Each attribute is stored in a separate file. Node and edge attribute files use the same format. Node attribute file names often use the suffix ".noa", while edge attribute file names use the suffix ".eda". Cytoscape recognizes these suffixes when browsing for attribute files.
Node and edge attributes may be loaded at the command line using the –n and –e options or via the File → Import menu.
When expression data is loaded using an expression matrix, it is automatically loaded as node attribute data unless explicitly specified otherwise.
Node and edge attributes are attached to nodes and edges, and so are independent of networks. Attributes for a given node or edge will be applied to all copies of that node or edge in all loaded network files, regardless of whether the attribute file or network file is imported first.
Note: In order to import network attributes in Cytoscape 2.4, please go to File → Import → Attribute from Table (text/MS Excel)... or encode them in an XGMML network file (see Supported File Formats for more details).
Every attribute file has one header line that gives the name of the attribute, and optionally some additional meta-information about that attribute. The format is as follows:
attributeName (class=formal.class.of.value)
The first field is always the attribute name: it cannot contain spaces. If present, the class field defines the formal (package qualified) name of the class of the attribute values. For example, java.lang.String for Strings, java.lang.Double for floating point values, java.lang.Integer for integer values, etc. If the value is actually a list of values, the class should be the type of the objects in the list. If no class is specified in the header line, Cytoscape will attempt to guess the type from the first value. If the first value contains numbers in a floating point format, Cytoscape will assume java.lang.Double; if the first value contains only numbers with no decimal point, Cytoscape will assume java.lang.Integer; otherwise Cytoscape will assume java.lang.String. Note that the first value can lead Cytoscape astray: for example,
floatingPointAttribute firstName = 1 secondName = 2.5
In this case, the first value will make Cytoscape think the values should be integers, when in fact they should be floating point numbers. It's safest to explicitly specify the value type to prevent confusion. A better format would be:
floatingPointAttribute (class=Double) firstName = 1 secondName = 2.5
or
floatingPointAttribute firstName = 1.0 secondName = 2.5
Every line past the first line identifies the name of an object (a node in a node attribute file or an edge in a edge attribute file) along with the String representation of the attribute value.
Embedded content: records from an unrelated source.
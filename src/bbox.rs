use serde_derive::{Deserialize, Serialize};
use std::marker::PhantomData;

pub trait BBoxFormat: std::fmt::Debug {}

/// Left-top-width-height format, contains left top corner and width-height
#[derive(Serialize, Deserialize, Debug, Copy, Clone, PartialEq)]
pub struct Ltwh;
impl BBoxFormat for Ltwh {}

/// Left-top-right-bottom format, contains left top and right bottom corners
#[derive(Serialize, Deserialize, Debug, Copy, Clone, PartialEq)]
pub struct Ltrb;
impl BBoxFormat for Ltrb {}

#[derive(Serialize, Deserialize, Debug, Copy, Clone, PartialEq)]
#[serde(transparent)]
pub struct BBox<F: BBoxFormat>([f32; 4], #[serde(skip)] PhantomData<F>);

impl<F: BBoxFormat> From<BBox<F>> for [f32; 4] {
    fn from(bbox: BBox<F>) -> Self {
        bbox.0
    }
}

impl<F: BBoxFormat> BBox<F> {
    #[inline]
    pub fn as_slice(&self) -> &[f32; 4] {
        &self.0
    }

    // Use carefully when you REALLY sure that slice have needed format
    #[inline(always)]
    pub fn assigned(slice: &[f32; 4]) -> Self {
        BBox(*slice, PhantomData)
    }
}

impl BBox<Ltwh> {
    #[inline]
    pub fn ltwh(x1: f32, x2: f32, x3: f32, x4: f32) -> Self {
        BBox([x1, x2, x3, x4], PhantomData)
    }

    #[inline(always)]
    pub fn left(&self) -> f32 {
        self.0[0]
    }

    #[inline(always)]
    pub fn top(&self) -> f32 {
        self.0[1]
    }

    #[inline(always)]
    pub fn width(&self) -> f32 {
        self.0[2]
    }

    #[inline(always)]
    pub fn height(&self) -> f32 {
        self.0[3]
    }

    #[inline]
    pub fn area(&self) -> f32 {
        self.width().max(0.0) * self.height().max(0.0)
    }

    #[inline]
    pub fn as_ltrb(&self) -> BBox<Ltrb> {
        self.into()
    }

    /// Intersection over union, 0.0 for disjoint or degenerate boxes
    pub fn iou(&self, other: &BBox<Ltwh>) -> f32 {
        let a = self.as_ltrb();
        let b = other.as_ltrb();

        let i_w = (a.right().min(b.right()) - a.left().max(b.left())).max(0.0);
        let i_h = (a.bottom().min(b.bottom()) - a.top().max(b.top())).max(0.0);
        let i_area = i_w * i_h;
        let union = self.area() + other.area() - i_area;

        if union <= f32::EPSILON {
            0.0
        } else {
            i_area / union
        }
    }
}

impl BBox<Ltrb> {
    #[inline]
    pub fn ltrb(x1: f32, x2: f32, x3: f32, x4: f32) -> Self {
        BBox([x1, x2, x3, x4], PhantomData)
    }

    #[inline]
    pub fn as_ltwh(&self) -> BBox<Ltwh> {
        self.into()
    }

    #[inline(always)]
    pub fn left(&self) -> f32 {
        self.0[0]
    }

    #[inline(always)]
    pub fn top(&self) -> f32 {
        self.0[1]
    }

    #[inline(always)]
    pub fn right(&self) -> f32 {
        self.0[2]
    }

    #[inline(always)]
    pub fn bottom(&self) -> f32 {
        self.0[3]
    }
}

impl<'a> From<&'a BBox<Ltwh>> for BBox<Ltrb> {
    #[inline]
    fn from(v: &'a BBox<Ltwh>) -> Self {
        Self(
            [v.0[0], v.0[1], v.0[2] + v.0[0], v.0[3] + v.0[1]],
            PhantomData,
        )
    }
}

impl<'a> From<&'a BBox<Ltrb>> for BBox<Ltwh> {
    #[inline]
    fn from(v: &'a BBox<Ltrb>) -> Self {
        Self(
            [v.0[0], v.0[1], v.0[2] - v.0[0], v.0[3] - v.0[1]],
            PhantomData,
        )
    }
}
The delimiter is always an equals sign; whitespace (spaces and/or tabs) before and after the equals sign is ignored. This means that your names and values can contain whitespace, but object names cannot contain an equals sign and no guarantees are made concerning leading or trailing whitespace. Object names must be the Node ID or Edge ID as seen in the left-most column of the attribute browser if the attribute is to map to anything. These names must be reproduced exactly, including case, or they will not match.
Edge names are all of the form:
sourceName (edgeType) targetName
Specifically, that is
Note that tabs are not allowed in edge names. Tabs can be used to separate the edge name from the "=" delimiter, but not within the edge name itself. Also note that this format is different from the specification of interactions in the SIF file format. To be explicit: a SIF entry for the previous interaction would look like
sourceName edgeType targetName
or
To specify lists of values, use the following syntax:
listAttributeName (class=java.lang.String) firstObjectName = (firstValue::secondValue::thirdValue) secondObjectName = (onlyOneValue)
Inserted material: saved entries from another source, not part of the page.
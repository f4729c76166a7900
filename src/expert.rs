use std::path::Path;

use crate::detection::Detection;
use crate::error::Error;
use crate::sequence::SeqInfo;
use crate::track::LabeledBox;
use crate::trajectory::Trajectory;

/// One independent tracker whose per-frame output is aggregated
pub trait Expert {
    fn name(&self) -> &str;

    fn initialize(&mut self, seq_info: &SeqInfo);

    fn track(&mut self, img_path: &Path, dets: &[Detection]) -> Result<Vec<LabeledBox>, Error>;
}

/// Runs every expert on one frame, in order
pub fn track_all(
    experts: &mut [Box<dyn Expert>],
    img_path: &Path,
    dets: &[Detection],
) -> Result<Vec<Vec<LabeledBox>>, Error> {
    experts
        .iter_mut()
        .map(|e| e.track(img_path, dets))
        .collect()
}

/// Replays results an expert produced ahead of time
#[derive(Debug, Clone)]
pub struct ReplayExpert {
    name: String,
    results: Trajectory,
    frame_idx: u32,
}

impl ReplayExpert {
    pub fn new(name: impl Into<String>, results: Trajectory) -> Self {
        Self {
            name: name.into(),
            results,
            frame_idx: 0,
        }
    }

    #[inline]
    pub fn last_frame(&self) -> u32 {
        self.results.frames().map_or(0, |r| *r.end())
    }
}

impl Expert for ReplayExpert {
    fn name(&self) -> &str {
        &self.name
    }

    fn initialize(&mut self, _seq_info: &SeqInfo) {
        self.frame_idx = 0;
    }

    fn track(&mut self, _img_path: &Path, _dets: &[Detection]) -> Result<Vec<LabeledBox>, Error> {
        self.frame_idx += 1;

        let boxes = self
            .results
            .frame(self.frame_idx)
            .iter()
            .map(|r| r.labeled())
            .collect();

        Ok(boxes)
    }
}

#[cfg(test)]
mod tests {
    use super::*;
    use crate::mot::read_trajectory;

    #[test]
    fn test_replay_expert_steps_through_frames() {
        let src = "1,3,0,0,5,5\n1,4,9,0,5,5\n3,3,1,0,5,5\n";
        let mut expert = ReplayExpert::new("replay", read_trajectory(src.as_bytes()).unwrap());
        expert.initialize(&SeqInfo::default());
        let path = Path::new("img.jpg");

        assert_eq!(expert.track(path, &[]).unwrap().len(), 2);
        assert!(expert.track(path, &[]).unwrap().is_empty());
        assert_eq!(expert.track(path, &[]).unwrap()[0].track_id, 3);
        assert_eq!(expert.last_frame(), 3);
        assert_eq!(expert.name(), "replay");
    }
}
This example shows an attribute whose value is defined as a list of text strings. The first object has three strings, and thus three elements in its list, while the second object has a list with only one element. In the case of a list every attribute value uses list syntax (i.e. parentheses), and each element is of the same class. Again, the class will be inferred if it is not specified in the header line. Lists are not supported by the visual mapper and so can’t be mapped to visual attributes.
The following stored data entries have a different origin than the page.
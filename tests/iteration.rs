//! Row views, distributed iteration, `for_each` and `transform`.
//!
//! Run with: mpiexec -n 4 ./target/debug/deps/iteration-<hash>

mod common;

use common::Suite;
use ferrodm::{
    for_each, transform, DistributedMatrix, Error, GlobalShape, HaloDepth, RowKind, RowView,
};

fn main() {
    let mut suite = Suite::init();

    // ========================================================================
    // Iteration
    // ========================================================================
    suite.case("iteration covers all rows in order", 3, |world| {
        let m = DistributedMatrix::<f64>::with_halo(
            world,
            GlobalShape::new(9, 2),
            HaloDepth::symmetric(1),
        )?;
        let rows = m.rows();
        let iter = rows.iter();
        assert_eq!(iter.len(), 9);

        let indices: Vec<usize> = rows.iter().filter_map(|r| r.index()).collect();
        assert_eq!(indices, (0..9).collect::<Vec<_>>());
        let backwards: Vec<usize> = rows.iter().rev().filter_map(|r| r.index()).collect();
        assert_eq!(backwards, (0..9).rev().collect::<Vec<_>>());

        let (first, last) = m.local_rows_indices();
        assert_eq!((first, last), (world.rank() * 3, world.rank() * 3 + 2));
        for row in &rows {
            let i = row.index().unwrap();
            let kind = row.kind().unwrap();
            assert_eq!(row.is_local(), m.is_local_row(i));
            match kind {
                RowKind::Local => assert!(i >= first && i <= last),
                RowKind::PrevHalo => assert_eq!(i + 1, first),
                RowKind::NextHalo => assert_eq!(i, last + 1),
                RowKind::Remote => assert!(row.data().is_none()),
            }
            assert!(row.segment().unwrap().row_range().contains(&i));
            assert_eq!(row.len(), 2);
        }

        let local = rows.iter().local().count();
        assert_eq!(local, last - first + 1);
        let readable = rows.iter().readable().count();
        let halos = usize::from(first > 0) + usize::from(last + 1 < 9);
        assert_eq!(readable, local + halos);
        Ok(())
    });

    suite.case("for_each touches only local rows", 4, |world| {
        let mut m = DistributedMatrix::<i32>::builder(GlobalShape::new(10, 3))
            .halo(HaloDepth::symmetric(1))
            .fill(-1)
            .build(world)?;
        let rank = world.rank() as i32;
        let mut visited = Vec::new();
        for_each(&mut m.rows_mut(), |mut row| {
            visited.push(row.index());
            row.fill(rank);
        });

        let (first, last) = m.local_rows_indices();
        assert_eq!(visited, (first..=last).collect::<Vec<_>>());
        // ghost regions are untouched until an exchange
        let rows = m.rows();
        assert!(rows.prev_halo().iter().all(|&v| v == -1));
        assert!(rows.next_halo().iter().all(|&v| v == -1));
        drop(rows);

        m.fence()?;
        let dense = m.to_dense()?;
        // every row holds the rank that owns it: blocks of 3, 3, 3, 1
        let owners: Vec<i32> = dense.chunks(3).map(|row| row[0]).collect();
        assert_eq!(owners, vec![0, 0, 0, 1, 1, 1, 2, 2, 2, 3]);
        Ok(())
    });

    // ========================================================================
    // Transform
    // ========================================================================
    suite.case("transform reads neighbor rows", 3, |world| {
        let shape = GlobalShape::new(7, 2);
        let halo = HaloDepth::symmetric(1);
        let mut input = DistributedMatrix::<i64>::with_halo(world, shape, halo)?;
        let mut output = DistributedMatrix::<i64>::new(world, shape)?;

        input.rows_mut().for_each(|mut row| {
            let v = row.index() as i64;
            row[0] = v;
            row[1] = 10 * v;
        });
        input.halo().exchange()?;

        {
            let rows = input.rows();
            let mut out_rows = output.rows_mut();
            transform(&rows.subrange(0..7)?, &mut out_rows, 0, |cursor| {
                (0..2)
                    .map(|c| {
                        let up = cursor.value(-1, c).unwrap_or(0);
                        let down = cursor.value(1, c).unwrap_or(0);
                        up + down
                    })
                    .collect()
            })?;
        }

        output.fence()?;
        let dense = output.to_dense()?;
        let expected: Vec<i64> = (0..7i64)
            .flat_map(|i| {
                let up = if i > 0 { i - 1 } else { 0 };
                let down = if i < 6 { i + 1 } else { 0 };
                [up + down, 10 * (up + down)]
            })
            .collect();
        assert_eq!(dense, expected);
        Ok(())
    });

    suite.case("transform alignment errors", 2, |world| {
        let shape = GlobalShape::new(4, 1);
        let input = DistributedMatrix::<u32>::new(world, shape)?;
        let mut output = DistributedMatrix::<u32>::new(world, shape)?;

        let rows = input.rows();
        let mut out_rows = output.rows_mut();

        let shifted = transform(&rows.subrange(0..3)?, &mut out_rows, 1, |_| vec![1]);
        if world.rank() == 0 {
            // shifting by one pushes rank 0's last local row onto rank 1
            assert!(matches!(shifted, Err(Error::NotLocal(2))));
        } else {
            // rank 1's only local input in 0..3 is row 2, which lands on its own row 3
            assert!(shifted.is_ok());
        }
        assert!(matches!(
            transform(&rows.subrange(0..4)?, &mut out_rows, 1, |_| vec![1]),
            Err(Error::RowOutOfRange(5))
        ));
        assert!(matches!(
            transform(&rows.subrange(0..4)?, &mut out_rows, 0, |_| vec![1, 2]),
            Err(Error::InvalidBuffer)
        ));
        Ok(())
    });

    // ========================================================================
    // Cursors and row access
    // ========================================================================
    suite.case("cursor walks neighbors", 2, |world| {
        let mut m = DistributedMatrix::<u8>::with_halo(
            world,
            GlobalShape::new(6, 1),
            HaloDepth::new(2, 1),
        )?;
        m.rows_mut().for_each(|mut row| {
            let v = row.index() as u8;
            row[0] = v;
        });
        m.halo().exchange()?;

        let rows = m.rows();
        if world.rank() == 1 {
            let cursor = rows.cursor(3)?;
            assert!(cursor.is_local());
            assert_eq!(cursor.value(-1, 0), Some(2));
            assert_eq!(cursor.value(-2, 0), Some(1));
            assert_eq!(cursor.value(-3, 0), None);
            assert_eq!(cursor.neighbor(-3).unwrap().kind(), Some(RowKind::Remote));
            assert!(cursor.neighbor(-4).is_none());
            assert_eq!(cursor.row().get(0), Some(3));
        } else {
            let cursor = rows.cursor(2)?;
            assert_eq!(cursor.value(1, 0), Some(3));
            assert_eq!(cursor.value(2, 0), None);
            assert_eq!(cursor.kind(), RowKind::Local);
        }
        assert!(matches!(rows.cursor(6), Err(Error::RowOutOfRange(6))));
        Ok(())
    });

    suite.case("row writes are checked", 2, |world| {
        let mut m = DistributedMatrix::<f64>::with_halo(
            world,
            GlobalShape::new(4, 2),
            HaloDepth::symmetric(1),
        )?;
        let (first, _) = m.local_rows_indices();
        let foreign = if first == 0 { 2 } else { 1 };
        let mut rows = m.rows_mut();

        rows.assign(first, &[1.0, 2.0])?;
        assert_eq!(rows.get(first).unwrap().data(), Some(&[1.0, 2.0][..]));
        // halo rows are readable but not writable
        assert_eq!(rows.get(foreign).unwrap().kind().map(RowKind::is_halo), Some(true));
        assert!(matches!(rows.row_mut(foreign), Err(Error::NotLocal(_))));
        assert!(matches!(rows.assign(first, &[1.0]), Err(Error::InvalidBuffer)));
        assert!(matches!(rows.row_mut(4), Err(Error::RowOutOfRange(4))));
        Ok(())
    });

    suite.case("owned and borrowed rows", 2, |world| {
        let mut m = DistributedMatrix::<i64>::new(world, GlobalShape::new(4, 3))?;
        m.rows_mut().local_mut().fill(5);

        let rows = m.rows();
        let (first, _) = m.local_rows_indices();
        let remote = if first == 0 { 3 } else { 0 };

        let local = rows.get(first).unwrap();
        assert!(!local.owns_storage());
        let copy = local.to_owned_row()?;
        assert!(copy.owns_storage());
        assert_eq!(copy.index(), None);
        assert_eq!(copy.data(), Some(&[5, 5, 5][..]));

        let far = rows.get(remote).unwrap();
        assert_eq!(far.kind(), Some(RowKind::Remote));
        assert!(matches!(far.to_owned_row(), Err(Error::NotLocal(_))));

        let blank = RowView::<i64>::standalone(3);
        assert_eq!(blank.data(), Some(&[0, 0, 0][..]));
        assert!(!blank.is_local());
        Ok(())
    });

    suite.case("single process owns every row", 1, |world| {
        let mut m = DistributedMatrix::<u32>::new(world, GlobalShape::new(3, 2))?;
        for_each(&mut m.rows_mut(), |mut row| {
            let i = row.index() as u32;
            row.fill(i);
        });
        let rows = m.rows();
        assert_eq!(rows.iter().local().count(), 3);
        assert!(rows.iter().all(|r| r.kind() == Some(RowKind::Local)));
        assert_eq!(rows.local(), &[0, 0, 1, 1, 2, 2]);
        drop(rows);
        assert_eq!(m.to_dense()?, vec![0, 0, 1, 1, 2, 2]);
        Ok(())
    });

    suite.finish();
}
As of Cytoscape 2.4, importing delimited text and MS Excel attribute data tables is now supported. Using this functionality, users can now easily import data that isn't formatted into Cytoscape node or edge attribute file formats (as described above).
Sample Attribute Table 1
Table 12.
Object Key | Alias | SGD ID |
AAC3 | YBR085W|ANC3 | S000000289 |
AAT2 | YLR027C|ASP5 | S000004017 |
BIK1 | YCL029C|ARM5|PAC14 | S000000534 |
The attribute table file should contain a primary key column and at least one attribute column. The maximum number of attribute columns is unlimited. The Alias column is an optional feature, as is using the first row of data as attribute names. Alternatively, you can specify each attribute name from the File → Import → Attribute from Table (text/MS Excel)... user interface.
The user interface of the "Import Attributes from Table" window is similar to that of the "Import Network from Table" window.
Select File → Import → Attribute from Table (text/MS Excel)...
Formerly, Cytoscape only supported mapping between node/edge IDs and the primary keys in attribute files. With the introduction of Cytoscape 2.4, this limitation has been removed, and now both IDs and attributes with primitive data types (string, boolean, floating point, and integer) can be selected as the Key Attribute using the dropdown list provided. Complex attributes such as lists are not supported.
Cytoscape uses a simple mechanism to manage aliases of objects. Both nodes and edges can have aliases. If an attribute is loaded as an alias, it is treated as a special attribute called "alias". This will be used when mapping attributes. If the primary key and key attribute for an object do not match, Cytoscape will search for a match between aliases and the key attribute. To define an alias column in the attribute table, just click on the checkboxes to the left of the column name while importing.
For more detail on these options, please see the "Import Free-Format Table Files" section of the user manual in the Creating Networks chapter.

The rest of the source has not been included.